Dicho lo anterior, he de reconocer que
con este artículo sólo pretendo un desahogo. El del que ve que hay cosas que no
funcionan como deben y se siente impotente. El desahogo del que ve cosas buenas
que van quedando atrás y que no puede traerlas de nuevo sin la ayuda de los
demás. Algo que tiene que ver con la deshumanización del hombre (varón y
hembra) debido a la aceleración del individualismo acérrimo que el mal uso de
la tecnología propicia.
Veamos algunas situaciones:
La televisión encendida y los niños
sentados en los sillones con sendos móviles. Cabeza medio inclinada sobre el
móvil que mantienen a media altura con una mano. Entra el padre con un libro y
apaga la televisión. Todos levantan la cabeza protestando. Ninguno miraba,
asegura el padre. Pero seguíamos el contenido, replican ellos. ¿No es mejor
concentrarnos en una cosa?, dice el padre. ¡No!, responden todos. Y abandona el
salón porque no puede concentrarse en la lectura por culpa de las tonterías que
se dicen en la televisión. Sale como un derrotado. Sabe que no es la primera
derrota y que él ha contribuido a ella.
Una madre, contenta por tener en casa
a sus hijos (hijas) y amigos (amigas) entra en su salón. Los niños se han
reunido con los amigos. Hay silencio. No se hace al entrar ella, sino que ya lo
había antes. Los encuentra a cada uno ensimismado con su móvil. La cabeza medio
inclinada sobre el móvil que mantienen a media altura con una mano. Unos
chatean con amigos que no están allí, otros se distraen con juegos. Están
juntos pero aislados. Ni la wii ha conseguido unir intereses. ¡Qué bien os lo
pasáis!, exclama la madre. Todos levantan la vista, sonríen con una sonrisa
sardónica y vuelven a su anterior posición. La madre abandona el salón con una
sensación extraña. Echa de menos aquellos días en los que tenía que entrar para
decir que se callaran o que no hicieran tanto ruido porque abajo vivían.
Un padre sale a dar una vuelta, saca
al perro que sus hijos le pidieron que comprara con tanto interés y al que,
ahora, sólo él y su mujer hacen caso. A lo lejos se acerca una pareja que
destaca por su altura. Cuando están cerca comprueba que no se dicen nada, tanto
el joven como la joven hablan por el móvil.

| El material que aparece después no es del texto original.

mod test_support;

use serde_json::json;
use test_support::{request_err_code, request_ok, spawn_sidecar};

fn menu_keys(menu: &serde_json::Value) -> Vec<String> {
    menu.get("items")
        .and_then(|v| v.as_array())
        .expect("items")
        .iter()
        .filter_map(|i| i.get("key").and_then(|v| v.as_str()).map(|s| s.to_string()))
        .collect()
}

#[test]
fn menus_are_filtered_by_role() {
    let (_child, mut stdin, mut reader) = spawn_sidecar();

    let admin = request_ok(
        &mut stdin,
        &mut reader,
        "1",
        "navigation.menu",
        json!({ "role": "admin" }),
    );
    assert_eq!(menu_keys(&admin).len(), 12);

    let parent = request_ok(
        &mut stdin,
        &mut reader,
        "2",
        "navigation.menu",
        json!({ "role": "Parent" }),
    );
    assert_eq!(parent.get("role").and_then(|v| v.as_str()), Some("parent"));
    assert_eq!(menu_keys(&parent), vec!["dashboard", "transcripts", "feeLedger"]);
    assert_eq!(
        parent.pointer("/items/1/title").and_then(|v| v.as_str()),
        Some("Transcripts")
    );

    let student = request_ok(
        &mut stdin,
        &mut reader,
        "3",
        "navigation.menu",
        json!({ "role": "student" }),
    );
    assert!(menu_keys(&student).is_empty());

    let code = request_err_code(
        &mut stdin,
        &mut reader,
        "4",
        "navigation.menu",
        json!({ "role": "janitor" }),
    );
    assert_eq!(code, "bad_params");
}
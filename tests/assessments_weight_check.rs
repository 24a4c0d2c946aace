mod test_support;

use serde_json::json;
use test_support::{
    create_assessment_type, open_workspace, request_err_code, request_ok, spawn_sidecar,
};

#[test]
fn weight_check_tracks_active_weightages() {
    let (_child, mut stdin, mut reader) = spawn_sidecar();
    let _ = open_workspace(&mut stdin, &mut reader, "schoold-assessments");

    let empty = request_ok(
        &mut stdin,
        &mut reader,
        "1",
        "assessmentTypes.weightCheck",
        json!({}),
    );
    assert_eq!(empty.get("status").and_then(|v| v.as_str()), Some("unconfigured"));

    let _exam = create_assessment_type(&mut stdin, &mut reader, "2", "EXAM", 50, 3);
    let ca = create_assessment_type(&mut stdin, &mut reader, "3", "CA", 30, 1);
    let check = request_ok(
        &mut stdin,
        &mut reader,
        "4",
        "assessmentTypes.weightCheck",
        json!({}),
    );
    assert_eq!(check.get("totalWeightage").and_then(|v| v.as_i64()), Some(80));
    assert_eq!(check.get("status").and_then(|v| v.as_str()), Some("under"));

    let mid = create_assessment_type(&mut stdin, &mut reader, "5", "MID", 20, 2);
    let listed = request_ok(&mut stdin, &mut reader, "6", "assessmentTypes.list", json!({}));
    let codes: Vec<&str> = listed
        .get("assessmentTypes")
        .and_then(|v| v.as_array())
        .expect("assessmentTypes")
        .iter()
        .filter_map(|t| t.get("code").and_then(|v| v.as_str()))
        .collect();
    assert_eq!(codes, vec!["CA", "MID", "EXAM"]);
    assert_eq!(
        listed.pointer("/weightCheck/status").and_then(|v| v.as_str()),
        Some("balanced")
    );

    let updated = request_ok(
        &mut stdin,
        &mut reader,
        "7",
        "assessmentTypes.update",
        json!({ "assessmentTypeId": mid, "patch": { "weightage": 40, "code": " MT " } }),
    );
    assert_eq!(
        updated.pointer("/assessmentType/weightage").and_then(|v| v.as_i64()),
        Some(40)
    );
    assert_eq!(
        updated.pointer("/assessmentType/code").and_then(|v| v.as_str()),
        Some("MT")
    );
    assert_eq!(
        updated.pointer("/weightCheck/status").and_then(|v| v.as_str()),
        Some("over")
    );

    let deactivated = request_ok(
        &mut stdin,
        &mut reader,
        "8",
        "assessmentTypes.deactivate",
        json!({ "assessmentTypeId": ca }),
    );
    assert_eq!(
        deactivated.pointer("/weightCheck/totalWeightage").and_then(|v| v.as_i64()),
        Some(90)
    );

    let active_only = request_ok(
        &mut stdin,
        &mut reader,
        "9",
        "assessmentTypes.list",
        json!({ "includeInactive": false }),
    );
    assert_eq!(
        active_only
            .get("assessmentTypes")
            .and_then(|v| v.as_array())
            .map(|a| a.len()),
        Some(2)
    );
}

#[test]
fn invalid_assessment_types_are_rejected() {
    let (_child, mut stdin, mut reader) = spawn_sidecar();
    let _ = open_workspace(&mut stdin, &mut reader, "schoold-assessments-invalid");

    let valid = json!({
        "name": "Test",
        "code": "CA",
        "weightage": 30,
        "maxMarks": 100,
        "order": 1
    });
    for (id, field, value) in [
        ("1", "name", json!("X")),
        ("2", "code", json!("C")),
        ("3", "weightage", json!(101)),
        ("4", "maxMarks", json!(0)),
        ("5", "order", json!(0)),
    ] {
        let mut params = valid.clone();
        params[field] = value;
        let code = request_err_code(
            &mut stdin,
            &mut reader,
            id,
            "assessmentTypes.create",
            params,
        );
        assert_eq!(code, "bad_params", "field {}", field);
    }

    let ca = create_assessment_type(&mut stdin, &mut reader, "6", "CA", 30, 1);
    let code = request_err_code(
        &mut stdin,
        &mut reader,
        "7",
        "assessmentTypes.update",
        json!({ "assessmentTypeId": ca, "patch": { "weightage": -5 } }),
    );
    assert_eq!(code, "bad_params");

    let code = request_err_code(
        &mut stdin,
        &mut reader,
        "8",
        "assessmentTypes.deactivate",
        json!({ "assessmentTypeId": "missing" }),
    );
    assert_eq!(code, "not_found");
}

Cabeza medio inclinada sobre el
móvil que cada uno mantiene a media altura con una mano. ¡A buenas horas
hubiera yo desperdiciado un rato con mi novia!, piensa el padre. Aunque quizás
-piensa- no sean novios. Pero, ¿y la educación? ¿Cómo puede ir alguien al lado
de un amigo o amiga y desaprovechar la ocasión de hablar?
Un profesor universitario contempla a
sus alumnos entrando con el móvil. Llegan en grupos pero cada uno a la suya.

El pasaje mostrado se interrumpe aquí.